BigQuery Data Plane Configuration
BigQueryDataPlane
BigQueryDataPlane
is defined beneath the following ancestor nodes in the YAML structure:
Below are the properties for the BigQueryDataPlane
. Each property links to the specific details section further down in this page.
Property | Default | Type | Required | Description |
---|---|---|---|---|
bigquery | BigQueryDataPlaneOptions | Yes | BigQuery configuration options. |
Property Details
BackfillRun
Defines the parameters for a backfill run.
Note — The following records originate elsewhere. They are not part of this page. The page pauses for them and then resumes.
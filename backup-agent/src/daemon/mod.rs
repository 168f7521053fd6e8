//! Long-running mode: scheduled backups until a shutdown signal.

pub mod scheduler;
pub mod shutdown;

use crate::config::Config;
use crate::job::{BackupJob, BackupJobSpec, JobReport};
use async_trait::async_trait;
use chrono::Local;
use scheduler::ScheduledTask;
use std::sync::Arc;
use tracing::error;

pub use scheduler::{JobRunner, Schedule, Scheduler};
pub use shutdown::ShutdownCoordinator;

/// Scheduled unit of work: a fresh [`BackupJobSpec`] per trigger.
pub struct BackupTask {
    job: Arc<BackupJob>,
    config: Arc<Config>,
}

impl BackupTask {
    pub fn new(job: Arc<BackupJob>, config: Arc<Config>) -> Self {
        Self { job, config }
    }

    /// Build this run's [`BackupJobSpec`] and execute it. `None` when the configuration is incomplete.
    pub async fn run_once(&self) -> Option<JobReport> {
        match BackupJobSpec::from_config(&self.config, Local::now()) {
            Ok(spec) => Some(self.job.run(&spec).await),
            Err(e) => {
                error!(error = %e, "Cannot start backup job");
                None
            }
        }
    }
}

#[async_trait]
impl ScheduledTask for BackupTask {
    async fn run(&self) {
        self.run_once().await;
    }
}
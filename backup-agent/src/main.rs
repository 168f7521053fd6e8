//! wp-backup-agent - main entry point

use anyhow::{Context, Result};
use clap::{Parser, Subcommand};
use std::path::PathBuf;
use std::sync::Arc;
use tokio::io::{AsyncBufReadExt, BufReader};
use tokio_util::sync::CancellationToken;
use wp_backup_agent::config::Config;
use wp_backup_agent::daemon::{BackupTask, Scheduler, ShutdownCoordinator};
use wp_backup_agent::job::{BackupJob, JobSettings};
use wp_backup_agent::remote::SshRunner;
use wp_backup_agent::storage::auth::OAuthClient;
use wp_backup_agent::storage::{DriveAuth, DriveClient, Uploader};
use wp_backup_agent::sync::{RsyncCommand, SyncEngine};
use wp_backup_agent::transfer::progress::log_reporter;
use wp_backup_agent::utils;
use wp_backup_agent::wpe::{is_selected, WpeClient};

#[derive(Parser, Debug)]
#[command(author, version, about, long_about = None)]
struct Args {
    /// Extra environment file, loaded before .env.local and .env
    #[arg(short, long, value_name = "FILE")]
    env_file: Option<PathBuf>,

    /// Log level (trace, debug, info, warn, error)
    #[arg(short, long)]
    log_level: Option<String>,

    #[command(subcommand)]
    command: Option<Command>,
}

#[derive(Subcommand, Debug, Clone, Copy)]
enum Command {
    /// Run backups on the configured schedule until interrupted (default)
    Run,
    /// Run a single backup and exit
    Once,
    /// Authorize Google Drive access and save the OAuth token
    Auth,
    /// List WP Engine sites and installs
    Sites,
}

#[tokio::main]
async fn main() -> Result<()> {
    let args = Args::parse();

    if let Some(path) = &args.env_file {
        dotenvy::from_path(path)
            .with_context(|| format!("failed to load {}", path.display()))?;
    }
    dotenvy::from_filename(".env.local").ok();
    dotenvy::dotenv().ok();

    let config = Config::from_env().context("invalid configuration")?;

    let log_level = args.log_level.as_deref().unwrap_or(&config.log.level);
    utils::logger::init(log_level)?;

    tracing::info!("Starting wp-backup-agent v{}", env!("CARGO_PKG_VERSION"));

    match args.command.unwrap_or(Command::Run) {
        Command::Run => run(config).await,
        Command::Once => once(config).await,
        Command::Auth => authorize(&config).await,
        Command::Sites => sites(&config).await,
    }
}

async fn build_job(config: &Config, cancel: CancellationToken) -> Result<BackupJob> {
    config
        .site_name
        .as_deref()
        .context("SITE_NAME is required")?;
    let root_folder = config
        .drive
        .root_folder_id
        .clone()
        .context("GOOGLE_DRIVE_FOLDER_ID is required")?;

    let auth = DriveAuth::from_config(&config.drive)
        .await
        .context("failed to load Google Drive credentials")?;
    let drive = Arc::new(DriveClient::new(auth)?);
    let uploader = Uploader::new(drive, root_folder, config.drive.layout)
        .with_progress(log_reporter("upload"));

    let remote = Arc::new(SshRunner::new(
        config.remote.key_path.clone(),
        config.remote.host_keys.clone(),
        config.remote.connect_timeout,
    ));
    let rsync = Arc::new(RsyncCommand::new(
        Some(config.remote.key_path.clone()),
        config.remote.host_keys.clone(),
    ));
    let sync = SyncEngine::with_cancel(rsync, config.retry.clone(), cancel);

    Ok(BackupJob::new(
        remote,
        sync,
        Arc::new(uploader),
        JobSettings::from_config(config),
    ))
}

async fn run(config: Config) -> Result<()> {
    let coordinator = ShutdownCoordinator::new();
    let cancel = coordinator.token();

    let job = build_job(&config, cancel.clone()).await?;
    let schedule = config.schedule.schedule.clone();
    let run_on_start = config.schedule.run_on_start;
    let task = Arc::new(BackupTask::new(Arc::new(job), Arc::new(config)));

    let signals = tokio::spawn(async move {
        if let Err(e) = coordinator.wait_for_signal().await {
            tracing::error!(error = %e, "Failed to listen for shutdown signals");
            coordinator.trigger();
        }
    });

    let result = Scheduler::new(schedule, run_on_start, task, cancel.clone())
        .run()
        .await;

    cancel.cancel();
    let _ = signals.await;
    result.context("scheduler failed")?;

    tracing::info!("Shutdown complete");
    Ok(())
}

async fn once(config: Config) -> Result<()> {
    let job = build_job(&config, CancellationToken::new()).await?;
    let task = BackupTask::new(Arc::new(job), Arc::new(config));

    if let Some(report) = task.run_once().await {
        tracing::info!(
            site = %report.site,
            database = %report.database,
            files = %report.files,
            "Backup run complete"
        );
    }
    Ok(())
}

async fn authorize(config: &Config) -> Result<()> {
    let secret_file = config
        .drive
        .client_secret_file
        .as_ref()
        .context("GOOGLE_CLIENT_SECRET_JSON_FILE is required for `auth`")?;
    let client = OAuthClient::load(secret_file).await?;

    println!(
        "Go to the following link in your browser, then paste the authorization \
         code from the redirect URL:\n{}",
        client.consent_url()?
    );

    let mut code = String::new();
    BufReader::new(tokio::io::stdin())
        .read_line(&mut code)
        .await
        .context("unable to read authorization code")?;
    let code = code.trim();
    anyhow::ensure!(!code.is_empty(), "no authorization code entered");

    let token = client.exchange_code(&reqwest::Client::new(), code).await?;
    token.save(&config.drive.token_file)?;
    println!("Saved token to {}", config.drive.token_file.display());
    Ok(())
}

async fn sites(config: &Config) -> Result<()> {
    let client = WpeClient::from_config(&config.wpe)?;
    let sites = client.list_sites().await?;

    for site in &sites {
        println!("{} ({})", site.name, site.id);
        for install in &site.installs {
            let marker = if is_selected(install, &config.wpe.installs) { "*" } else { " " };
            println!(
                "  {} {:<24} {:<12} {}",
                marker,
                install.name,
                install.environment.as_deref().unwrap_or("-"),
                install.cname.as_deref().unwrap_or("-")
            );
        }
    }
    Ok(())
}
// tests/cli_run.rs

mod common;
use crate::common::{init_tracing, with_timeout, TestResult};

use clap::Parser;
use flowdag::cli::CliArgs;
use flowdag::types::GraphShape;

#[test]
fn defaults_parse() -> TestResult {
    let args = CliArgs::try_parse_from(["flowdag"])?;
    assert_eq!(args.shape, GraphShape::Fan);
    assert_eq!(args.width, 8);
    assert_eq!(args.rounds, 4);
    assert!(args.workers.is_none());
    assert!(!args.dry_run);
    Ok(())
}

#[test]
fn unknown_shape_is_rejected() {
    assert!(CliArgs::try_parse_from(["flowdag", "--shape", "star"]).is_err());
}

#[tokio::test]
async fn dry_run_does_not_execute() -> TestResult {
    init_tracing();

    let args = CliArgs::try_parse_from(["flowdag", "--dry-run", "--workers", "2"])?;
    with_timeout(flowdag::run(args)).await?;
    Ok(())
}

#[tokio::test]
async fn small_diamond_run_completes() -> TestResult {
    init_tracing();

    let args = CliArgs::try_parse_from([
        "flowdag",
        "--workers",
        "2",
        "--shape",
        "diamond",
        "--width",
        "3",
        "--rounds",
        "3",
        "--work-ms",
        "0",
    ])?;
    with_timeout(flowdag::run(args)).await?;
    Ok(())
}

#[tokio::test]
async fn zero_workers_flag_fails() {
    init_tracing();

    let args = CliArgs::try_parse_from(["flowdag", "--workers", "0"]).expect("parses");
    assert!(with_timeout(flowdag::run(args)).await.is_err());
}
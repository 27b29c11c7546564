// src/errors.rs

//! Crate-wide error type and helpers.

use thiserror::Error;

use crate::dag::TaskId;
use crate::engine::TaskFailure;

#[derive(Error, Debug)]
pub enum FlowdagError {
    #[error("Configuration error: {0}")]
    ConfigError(String),

    #[error("IO error: {0}")]
    IoError(#[from] std::io::Error),

    #[error("TOML parsing error: {0}")]
    TomlError(#[from] toml::de::Error),

    /// `precede(from, to)` would close a cycle through `to -> ... -> from`.
    #[error("Cycle detected in graph: edge {from} -> {to} would close a cycle")]
    Cycle { from: TaskId, to: TaskId },

    #[error("Task {0} cannot precede itself")]
    SelfLoop(TaskId),

    /// The handle was issued by a different graph (typically one that has
    /// already been dispatched).
    #[error("Task {0} does not belong to this graph")]
    ForeignTask(TaskId),

    /// First failure recorded by a topology; `total` counts every failed task.
    #[error("{failure} ({total} task(s) failed in topology {topology})")]
    TaskFailed {
        topology: u64,
        failure: TaskFailure,
        total: usize,
    },

    #[error("Worker pool error: {0}")]
    PoolError(String),

    #[error(transparent)]
    Other(#[from] anyhow::Error),
}

pub use anyhow::Error;
pub type Result<T> = std::result::Result<T, FlowdagError>;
Property | Default | Type | Required | Description |
---|---|---|---|---|
backfill_run | BackfillRunOptions | Yes | Backfill run options. |
BackfillRunOptions
Options for a backfill run.
Property | Default | Type | Required | Description |
---|---|---|---|---|
name | string | No | The name of the model | |
description | string | No | A brief description of what the model does. | |
metadata | ResourceMetadata | No | Meta information of a resource. In most cases it doesn't affect the system behavior but may be helpful to analyze project resources. | |
flow_name | string | Yes | The name of the flow that is to be backfilled. | |
start_time | string | Yes | Start time of the time range to be backfilled. | |
end_time | string | Yes | End time of the time range to be backfilled. | |
granularity | string ("day", "week", "month") | Yes | The time granularity to use for backfill. Must be one of: 'day', 'week', 'month'. The backfill runner will divide the date range into flow runs of this granularity and launch these flow runs. | |
max_concurrent_flow_runs | integer | No | The maximum number of concurrent flow runs used for backfill. This is used to limit the number of flow runners (and hence cluster resources) that are launched at once. | |
backfill_order | string ("forward_chronological", "reverse_chronological") | No | The order to use for backfilling - either forward or reverse chronological order. | |
flow_run_options | FlowRunBaseOptions | No | Additional options for each flow run launched during the backfill. | |
run_final_sync | boolean | No | A boolean flag indicating whether to run a final sync after the running concurrent backfill flow runs. This final sync is a single flow run that is executed without any time parameters, and is meant to sync the data to the latest state and capture any missing time intervals. |
Component
A component is a fundamental building block of a data flow. Types of components that are supported include: read, transform, task, test, and more.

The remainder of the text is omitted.